> _Work to complete_
From the first entry to the last, transcribe everything exactly.

> _Task data_

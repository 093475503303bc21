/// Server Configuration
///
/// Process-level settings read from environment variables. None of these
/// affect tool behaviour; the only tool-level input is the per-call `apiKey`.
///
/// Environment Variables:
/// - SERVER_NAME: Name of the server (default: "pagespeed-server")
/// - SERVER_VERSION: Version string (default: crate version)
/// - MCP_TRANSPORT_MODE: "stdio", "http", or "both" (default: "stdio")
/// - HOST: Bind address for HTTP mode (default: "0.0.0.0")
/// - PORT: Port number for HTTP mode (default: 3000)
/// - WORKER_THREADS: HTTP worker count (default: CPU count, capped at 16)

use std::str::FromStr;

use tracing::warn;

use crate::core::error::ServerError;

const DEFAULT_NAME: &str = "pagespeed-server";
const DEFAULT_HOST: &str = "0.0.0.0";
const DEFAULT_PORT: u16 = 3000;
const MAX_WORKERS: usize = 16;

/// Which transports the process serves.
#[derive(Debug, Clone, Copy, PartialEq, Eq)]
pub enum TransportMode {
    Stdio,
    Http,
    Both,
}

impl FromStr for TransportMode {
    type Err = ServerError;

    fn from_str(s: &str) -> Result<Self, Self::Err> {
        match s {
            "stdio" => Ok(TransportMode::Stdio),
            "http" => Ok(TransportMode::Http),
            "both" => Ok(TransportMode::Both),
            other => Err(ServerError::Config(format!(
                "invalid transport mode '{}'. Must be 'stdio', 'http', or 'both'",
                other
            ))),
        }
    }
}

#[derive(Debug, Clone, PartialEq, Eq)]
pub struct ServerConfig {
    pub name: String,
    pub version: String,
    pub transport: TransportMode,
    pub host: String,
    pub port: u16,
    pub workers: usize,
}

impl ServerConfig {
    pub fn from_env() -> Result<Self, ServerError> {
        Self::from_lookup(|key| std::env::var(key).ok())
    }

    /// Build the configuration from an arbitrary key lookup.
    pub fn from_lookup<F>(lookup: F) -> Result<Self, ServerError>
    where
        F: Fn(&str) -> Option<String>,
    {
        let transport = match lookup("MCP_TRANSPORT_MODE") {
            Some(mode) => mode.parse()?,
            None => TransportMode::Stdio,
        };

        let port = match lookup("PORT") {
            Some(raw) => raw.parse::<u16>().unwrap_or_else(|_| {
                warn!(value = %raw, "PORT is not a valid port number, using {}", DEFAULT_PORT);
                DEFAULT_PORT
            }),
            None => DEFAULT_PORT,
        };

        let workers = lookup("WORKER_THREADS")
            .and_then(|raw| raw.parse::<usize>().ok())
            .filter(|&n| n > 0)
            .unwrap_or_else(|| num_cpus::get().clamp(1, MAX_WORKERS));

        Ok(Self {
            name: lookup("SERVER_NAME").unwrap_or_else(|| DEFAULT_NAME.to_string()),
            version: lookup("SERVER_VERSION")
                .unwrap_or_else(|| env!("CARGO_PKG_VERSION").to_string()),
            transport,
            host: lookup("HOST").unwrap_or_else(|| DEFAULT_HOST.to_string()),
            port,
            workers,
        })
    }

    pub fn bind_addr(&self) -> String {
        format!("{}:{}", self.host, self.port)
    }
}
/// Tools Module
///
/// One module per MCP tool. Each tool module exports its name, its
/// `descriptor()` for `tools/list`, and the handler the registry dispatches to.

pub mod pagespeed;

> _Answer for this exercise_
repository 093475503303bc21
/// Server Configuration
///
/// Process-level settings read from environment variables. None of these
/// affect tool behaviour; the only tool-level input is the per-call `apiKey`.
///
/// Environment Variables:
/// - SERVER_NAME: Name of the server (default: "pagespeed-server")
/// - SERVER_VERSION: Version string (default: crate version)
/// - MCP_TRANSPORT_MODE: "stdio", "http", or "both" (default: "stdio")
/// - HOST: Bind address for HTTP mode (default: "0.0.0.0")
/// - PORT: Port number for HTTP mode (default: 3000)
/// - WORKER_THREADS: HTTP worker count (default: CPU count, capped at 16)

use std::str::FromStr;

use tracing::warn;

use crate::core::error::ServerError;

const DEFAULT_NAME: &str = "pagespeed-server";
const DEFAULT_HOST: &str = "0.0.0.0";
const DEFAULT_PORT: u16 = 3000;
const MAX_WORKERS: usize = 16;

/// Which transports the process serves.
#[derive(Debug, Clone, Copy, PartialEq, Eq)]
pub enum TransportMode {
    Stdio,
    Http,
    Both,
}

impl FromStr for TransportMode {
    type Err = ServerError;

    fn from_str(s: &str) -> Result<Self, Self::Err> {
        match s {
            "stdio" => Ok(TransportMode::Stdio),
            "http" => Ok(TransportMode::Http),
            "both" => Ok(TransportMode::Both),
            other => Err(ServerError::Config(format!(
                "invalid transport mode '{}'. Must be 'stdio', 'http', or 'both'",
                other
            ))),
        }
    }
}

#[derive(Debug, Clone, PartialEq, Eq)]
pub struct ServerConfig {
    pub name: String,
    pub version: String,
    pub transport: TransportMode,
    pub host: String,
    pub port: u16,
    pub workers: usize,
}

impl ServerConfig {
    pub fn from_env() -> Result<Self, ServerError> {
        Self::from_lookup(|key| std::env::var(key).ok())
    }

    /// Build the configuration from an arbitrary key lookup.
    pub fn from_lookup<F>(lookup: F) -> Result<Self, ServerError>
    where
        F: Fn(&str) -> Option<String>,
    {
        let transport = match lookup("MCP_TRANSPORT_MODE") {
            Some(mode) => mode.parse()?,
            None => TransportMode::Stdio,
        };

        let port = match lookup("PORT") {
            Some(raw) => raw.parse::<u16>().unwrap_or_else(|_| {
                warn!(value = %raw, "PORT is not a valid port number, using {}", DEFAULT_PORT);
                DEFAULT_PORT
            }),
            None => DEFAULT_PORT,
        };

        let workers = lookup("WORKER_THREADS")
            .and_then(|raw| raw.parse::<usize>().ok())
            .filter(|&n| n > 0)
            .unwrap_or_else(|| num_cpus::get().clamp(1, MAX_WORKERS));

        Ok(Self {
            name: lookup("SERVER_NAME").unwrap_or_else(|| DEFAULT_NAME.to_string()),
            version: lookup("SERVER_VERSION")
                .unwrap_or_else(|| env!("CARGO_PKG_VERSION").to_string()),
            transport,
            host: lookup("HOST").unwrap_or_else(|| DEFAULT_HOST.to_string()),
            port,
            workers,
        })
    }

    pub fn bind_addr(&self) -> String {
        format!("{}:{}", self.host, self.port)
    }
}
/// Tools Module
///
/// One module per MCP tool. Each tool module exports its name, its
/// `descriptor()` for `tools/list`, and the handler the registry dispatches to.

pub mod pagespeed;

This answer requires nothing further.